We did get all the furniture and packed boxes moved on Saturday, so we didn't feel at all bad about telling them they were on their own on Sunday. Then Mr. BL, knowing our house is 30 years old and a spec house at that, says Hey! Do you guys want new bathroom fixtures? Or some ceiling fans? Because we paid for all these upgrades and we're taking them with us. Right. They're taking the FIXTURES with them. Now you're probably saying, what kind of person moves out and takes the toilets. But me? I'm saying, SCORE! Because my toilets? They SUCK. One doesn't always flush and one flushes sometimes, but then leaks water from the tank and makes an annoying sucksucksucksuck noise and then flushes itself. Despite 6 replacements of it's hardware. So me? I promise Jersey Smooth some pizza and rootbeer (because a. He's a cheap worker and b. he used to be an actual licensed plumber) if he'll steal me the toilets.

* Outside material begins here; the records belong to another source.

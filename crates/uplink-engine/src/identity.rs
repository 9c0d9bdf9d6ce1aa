//! Network identity selection and the pair of transports behind it.

use std::sync::Arc;

use tracing::info;
use uplink_core::{Identity, MessageTransport};

/// Files strictly larger than this are sent with the elevated identity when available.
pub const ELEVATED_THRESHOLD_BYTES: u64 = 2_097_152_000;

/// Pick the identity that transfers a file of `size` bytes.
#[must_use]
pub const fn select_identity(size: u64, elevated_available: bool) -> Identity {
    if elevated_available && size > ELEVATED_THRESHOLD_BYTES {
        Identity::Elevated
    } else {
        Identity::Standard
    }
}

/// Standard transport plus the optional elevated one.
#[derive(Clone)]
pub struct Identities {
    standard: Arc<dyn MessageTransport>,
    elevated: Option<Arc<dyn MessageTransport>>,
}

impl Identities {
    /// Identities with only the standard transport.
    #[must_use]
    pub fn new(standard: Arc<dyn MessageTransport>) -> Self {
        Self {
            standard,
            elevated: None,
        }
    }

    /// Attach the elevated transport.
    #[must_use]
    pub fn with_elevated(mut self, elevated: Arc<dyn MessageTransport>) -> Self {
        self.elevated = Some(elevated);
        self
    }

    /// Whether an elevated transport is attached.
    #[must_use]
    pub const fn has_elevated(&self) -> bool {
        self.elevated.is_some()
    }

    /// Standard transport.
    #[must_use]
    pub fn standard(&self) -> &Arc<dyn MessageTransport> {
        &self.standard
    }

    /// Transport for `identity`; the standard one when no elevated transport exists.
    #[must_use]
    pub fn get(&self, identity: Identity) -> &Arc<dyn MessageTransport> {
        match (identity, &self.elevated) {
            (Identity::Elevated, Some(elevated)) => elevated,
            _ => &self.standard,
        }
    }

    /// Choose and log the identity for one file.
    #[must_use]
    pub fn select(&self, file: &str, size: u64, elevated_configured: bool) -> Identity {
        let identity = select_identity(size, elevated_configured && self.has_elevated());
        info!(
            file = %file,
            size,
            identity = identity.as_str(),
            oversized = size > ELEVATED_THRESHOLD_BYTES,
            "selected upload identity"
        );
        identity
    }

    /// Abort in-flight transfers on every identity.
    pub fn stop_all(&self) {
        self.standard.stop_transmission();
        if let Some(elevated) = &self.elevated {
            elevated.stop_transmission();
        }
    }
}

#[cfg(test)]
mod tests {
    use super::*;

    #[test]
    fn threshold_is_exclusive() {
        assert_eq!(
            select_identity(ELEVATED_THRESHOLD_BYTES, true),
            Identity::Standard
        );
        assert_eq!(
            select_identity(ELEVATED_THRESHOLD_BYTES + 1, true),
            Identity::Elevated
        );
    }

    #[test]
    fn elevated_requires_availability() {
        assert_eq!(select_identity(u64::MAX, false), Identity::Standard);
        assert_eq!(select_identity(10, true), Identity::Standard);
    }
}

Which is how we wound up back there on Sunday at lunch time. Where guess what? They had not moved one single thing. They had however managed to convice Dirty DEA and his lovely bride to drive 100 miles to come and help. And where was Mrs. BL? At the new house. Taking a nap. So we stole the toilets and left.
No, we didn't really. We stole the toilets, the ceiling fans, the faucets and the light fixtures and then helped pack the rest of the stuff (crammed in trash bags) into the truck. While making fun of their collection of breast pumps and thousands of dirty socks stashed in every nook and cranny of the house.
Then we went home and changed our phone numbers. Because I may be a slow learner, but I do learn.